Task -> A word-for-word transcription of the whole listing is required.

--------------------------------------------------

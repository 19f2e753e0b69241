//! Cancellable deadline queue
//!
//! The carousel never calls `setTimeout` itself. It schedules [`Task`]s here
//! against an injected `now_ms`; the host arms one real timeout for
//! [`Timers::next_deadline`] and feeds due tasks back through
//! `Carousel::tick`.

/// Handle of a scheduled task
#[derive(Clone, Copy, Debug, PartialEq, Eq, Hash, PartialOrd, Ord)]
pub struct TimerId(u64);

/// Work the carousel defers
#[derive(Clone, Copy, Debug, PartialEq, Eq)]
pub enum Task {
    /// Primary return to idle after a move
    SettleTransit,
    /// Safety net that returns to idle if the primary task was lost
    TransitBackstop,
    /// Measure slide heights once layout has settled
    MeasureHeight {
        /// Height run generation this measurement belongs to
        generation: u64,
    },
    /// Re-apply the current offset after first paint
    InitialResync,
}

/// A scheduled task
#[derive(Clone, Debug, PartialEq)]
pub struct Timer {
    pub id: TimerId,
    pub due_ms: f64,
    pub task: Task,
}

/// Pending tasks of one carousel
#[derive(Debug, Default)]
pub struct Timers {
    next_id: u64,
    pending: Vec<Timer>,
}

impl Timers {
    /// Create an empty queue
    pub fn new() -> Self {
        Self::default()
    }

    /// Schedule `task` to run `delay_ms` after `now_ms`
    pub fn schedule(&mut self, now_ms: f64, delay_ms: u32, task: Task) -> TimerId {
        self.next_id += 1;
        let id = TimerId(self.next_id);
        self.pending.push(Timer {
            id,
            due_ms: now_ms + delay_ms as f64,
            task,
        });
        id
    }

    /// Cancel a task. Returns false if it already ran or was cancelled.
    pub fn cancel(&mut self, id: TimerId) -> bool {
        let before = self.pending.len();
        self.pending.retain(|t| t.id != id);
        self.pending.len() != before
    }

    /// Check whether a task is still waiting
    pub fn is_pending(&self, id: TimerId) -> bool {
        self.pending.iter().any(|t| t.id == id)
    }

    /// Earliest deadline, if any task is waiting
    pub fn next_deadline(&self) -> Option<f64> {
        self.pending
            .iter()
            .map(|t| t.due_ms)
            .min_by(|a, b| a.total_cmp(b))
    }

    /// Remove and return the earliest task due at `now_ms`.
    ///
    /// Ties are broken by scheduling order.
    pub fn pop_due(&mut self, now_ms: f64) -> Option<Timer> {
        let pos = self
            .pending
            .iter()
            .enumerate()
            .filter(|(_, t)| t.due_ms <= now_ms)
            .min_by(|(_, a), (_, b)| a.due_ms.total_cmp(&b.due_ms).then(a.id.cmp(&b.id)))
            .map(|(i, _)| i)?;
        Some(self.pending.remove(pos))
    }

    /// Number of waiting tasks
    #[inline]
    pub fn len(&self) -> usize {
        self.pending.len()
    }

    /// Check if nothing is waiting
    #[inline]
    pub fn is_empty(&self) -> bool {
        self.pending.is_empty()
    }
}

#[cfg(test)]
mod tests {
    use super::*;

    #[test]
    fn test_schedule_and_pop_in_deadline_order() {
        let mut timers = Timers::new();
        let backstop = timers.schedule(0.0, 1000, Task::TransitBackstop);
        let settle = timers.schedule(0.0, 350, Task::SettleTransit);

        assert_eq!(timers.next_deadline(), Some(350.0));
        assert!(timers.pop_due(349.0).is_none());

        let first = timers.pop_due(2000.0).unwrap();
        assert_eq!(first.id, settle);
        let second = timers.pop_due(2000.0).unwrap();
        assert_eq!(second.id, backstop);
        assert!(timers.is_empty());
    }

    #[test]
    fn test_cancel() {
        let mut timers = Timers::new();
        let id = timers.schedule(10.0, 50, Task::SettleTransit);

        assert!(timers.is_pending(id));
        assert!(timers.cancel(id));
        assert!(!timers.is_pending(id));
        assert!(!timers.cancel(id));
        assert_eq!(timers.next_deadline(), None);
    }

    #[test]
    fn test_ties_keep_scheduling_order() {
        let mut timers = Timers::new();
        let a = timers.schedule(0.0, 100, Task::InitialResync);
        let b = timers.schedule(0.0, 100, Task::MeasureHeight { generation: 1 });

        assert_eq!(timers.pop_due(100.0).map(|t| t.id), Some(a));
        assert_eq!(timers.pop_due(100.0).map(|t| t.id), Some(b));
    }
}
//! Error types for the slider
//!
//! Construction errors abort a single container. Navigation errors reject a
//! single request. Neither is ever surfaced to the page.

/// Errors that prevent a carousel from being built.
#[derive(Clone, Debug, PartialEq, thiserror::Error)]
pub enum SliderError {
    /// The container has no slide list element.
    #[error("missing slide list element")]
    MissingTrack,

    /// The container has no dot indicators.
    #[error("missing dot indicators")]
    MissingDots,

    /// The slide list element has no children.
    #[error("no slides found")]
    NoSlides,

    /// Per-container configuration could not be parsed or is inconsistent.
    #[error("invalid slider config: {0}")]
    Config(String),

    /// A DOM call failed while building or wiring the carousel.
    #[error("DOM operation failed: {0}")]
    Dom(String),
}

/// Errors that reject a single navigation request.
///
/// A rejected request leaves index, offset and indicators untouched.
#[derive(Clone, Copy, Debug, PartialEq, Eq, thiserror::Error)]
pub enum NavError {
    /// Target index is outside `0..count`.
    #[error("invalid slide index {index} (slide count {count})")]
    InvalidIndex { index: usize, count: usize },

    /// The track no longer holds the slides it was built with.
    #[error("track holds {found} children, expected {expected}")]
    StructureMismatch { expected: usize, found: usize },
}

--------------------------------------------------

Task solution ->
repository 19f2e753e0b69241
//! Cancellable deadline queue
//!
//! The carousel never calls `setTimeout` itself. It schedules [`Task`]s here
//! against an injected `now_ms`; the host arms one real timeout for
//! [`Timers::next_deadline`] and feeds due tasks back through
//! `Carousel::tick`.

/// Handle of a scheduled task
#[derive(Clone, Copy, Debug, PartialEq, Eq, Hash, PartialOrd, Ord)]
pub struct TimerId(u64);

/// Work the carousel defers
#[derive(Clone, Copy, Debug, PartialEq, Eq)]
pub enum Task {
    /// Primary return to idle after a move
    SettleTransit,
    /// Safety net that returns to idle if the primary task was lost
    TransitBackstop,
    /// Measure slide heights once layout has settled
    MeasureHeight {
        /// Height run generation this measurement belongs to
        generation: u64,
    },
    /// Re-apply the current offset after first paint
    InitialResync,
}

/// A scheduled task
#[derive(Clone, Debug, PartialEq)]
pub struct Timer {
    pub id: TimerId,
    pub due_ms: f64,
    pub task: Task,
}

/// Pending tasks of one carousel
#[derive(Debug, Default)]
pub struct Timers {
    next_id: u64,
    pending: Vec<Timer>,
}

impl Timers {
    /// Create an empty queue
    pub fn new() -> Self {
        Self::default()
    }

    /// Schedule `task` to run `delay_ms` after `now_ms`
    pub fn schedule(&mut self, now_ms: f64, delay_ms: u32, task: Task) -> TimerId {
        self.next_id += 1;
        let id = TimerId(self.next_id);
        self.pending.push(Timer {
            id,
            due_ms: now_ms + delay_ms as f64,
            task,
        });
        id
    }

    /// Cancel a task. Returns false if it already ran or was cancelled.
    pub fn cancel(&mut self, id: TimerId) -> bool {
        let before = self.pending.len();
        self.pending.retain(|t| t.id != id);
        self.pending.len() != before
    }

    /// Check whether a task is still waiting
    pub fn is_pending(&self, id: TimerId) -> bool {
        self.pending.iter().any(|t| t.id == id)
    }

    /// Earliest deadline, if any task is waiting
    pub fn next_deadline(&self) -> Option<f64> {
        self.pending
            .iter()
            .map(|t| t.due_ms)
            .min_by(|a, b| a.total_cmp(b))
    }

    /// Remove and return the earliest task due at `now_ms`.
    ///
    /// Ties are broken by scheduling order.
    pub fn pop_due(&mut self, now_ms: f64) -> Option<Timer> {
        let pos = self
            .pending
            .iter()
            .enumerate()
            .filter(|(_, t)| t.due_ms <= now_ms)
            .min_by(|(_, a), (_, b)| a.due_ms.total_cmp(&b.due_ms).then(a.id.cmp(&b.id)))
            .map(|(i, _)| i)?;
        Some(self.pending.remove(pos))
    }

    /// Number of waiting tasks
    #[inline]
    pub fn len(&self) -> usize {
        self.pending.len()
    }

    /// Check if nothing is waiting
    #[inline]
    pub fn is_empty(&self) -> bool {
        self.pending.is_empty()
    }
}

#[cfg(test)]
mod tests {
    use super::*;

    #[test]
    fn test_schedule_and_pop_in_deadline_order() {
        let mut timers = Timers::new();
        let backstop = timers.schedule(0.0, 1000, Task::TransitBackstop);
        let settle = timers.schedule(0.0, 350, Task::SettleTransit);

        assert_eq!(timers.next_deadline(), Some(350.0));
        assert!(timers.pop_due(349.0).is_none());

        let first = timers.pop_due(2000.0).unwrap();
        assert_eq!(first.id, settle);
        let second = timers.pop_due(2000.0).unwrap();
        assert_eq!(second.id, backstop);
        assert!(timers.is_empty());
    }

    #[test]
    fn test_cancel() {
        let mut timers = Timers::new();
        let id = timers.schedule(10.0, 50, Task::SettleTransit);

        assert!(timers.is_pending(id));
        assert!(timers.cancel(id));
        assert!(!timers.is_pending(id));
        assert!(!timers.cancel(id));
        assert_eq!(timers.next_deadline(), None);
    }

    #[test]
    fn test_ties_keep_scheduling_order() {
        let mut timers = Timers::new();
        let a = timers.schedule(0.0, 100, Task::InitialResync);
        let b = timers.schedule(0.0, 100, Task::MeasureHeight { generation: 1 });

        assert_eq!(timers.pop_due(100.0).map(|t| t.id), Some(a));
        assert_eq!(timers.pop_due(100.0).map(|t| t.id), Some(b));
    }
}
//! Error types for the slider
//!
//! Construction errors abort a single container. Navigation errors reject a
//! single request. Neither is ever surfaced to the page.

/// Errors that prevent a carousel from being built.
#[derive(Clone, Debug, PartialEq, thiserror::Error)]
pub enum SliderError {
    /// The container has no slide list element.
    #[error("missing slide list element")]
    MissingTrack,

    /// The container has no dot indicators.
    #[error("missing dot indicators")]
    MissingDots,

    /// The slide list element has no children.
    #[error("no slides found")]
    NoSlides,

    /// Per-container configuration could not be parsed or is inconsistent.
    #[error("invalid slider config: {0}")]
    Config(String),

    /// A DOM call failed while building or wiring the carousel.
    #[error("DOM operation failed: {0}")]
    Dom(String),
}

/// Errors that reject a single navigation request.
///
/// A rejected request leaves index, offset and indicators untouched.
#[derive(Clone, Copy, Debug, PartialEq, Eq, thiserror::Error)]
pub enum NavError {
    /// Target index is outside `0..count`.
    #[error("invalid slide index {index} (slide count {count})")]
    InvalidIndex { index: usize, count: usize },

    /// The track no longer holds the slides it was built with.
    #[error("track holds {found} children, expected {expected}")]
    StructureMismatch { expected: usize, found: usize },
}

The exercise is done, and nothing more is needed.